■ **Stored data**
[Start of section]

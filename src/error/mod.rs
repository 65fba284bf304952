mod app;
mod config;
mod http;

pub use app::{AppError, AppResult};
pub use config::ConfigError;
pub use http::HttpError;
use thiserror::Error;

#[derive(Debug, Error)]
pub enum HttpError {
    #[error("Invalid URL '{url}': {source}")]
    InvalidUrl {
        url: String,
        #[source]
        source: url::ParseError,
    },
    #[error("Unsupported scheme '{scheme}'. Use http or https.")]
    UnsupportedScheme { scheme: String },
    #[error("Failed to build HTTP client: {source}")]
    BuildClientFailed {
        #[source]
        source: reqwest::Error,
    },
    #[error("Failed to build request: {source}")]
    BuildRequestFailed {
        #[source]
        source: reqwest::Error,
    },
    #[error("Form bodies must be a JSON object.")]
    FormBodyNotObject,
    #[error("Form field '{field}' is not a scalar value.")]
    FormFieldUnsupported { field: String },
    #[error("Failed to serialize JSON body: {source}")]
    SerializeJson {
        #[source]
        source: serde_json::Error,
    },
    #[error("Request failed: {source}")]
    Transport {
        #[source]
        source: reqwest::Error,
    },
}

[End of section]

■ **The problem**
Pick every line of the data that includes the string "scheme".

■ **Response box**
    #[error("Unsupported scheme '{scheme}'. Use http or https.")]
    UnsupportedScheme { scheme: String },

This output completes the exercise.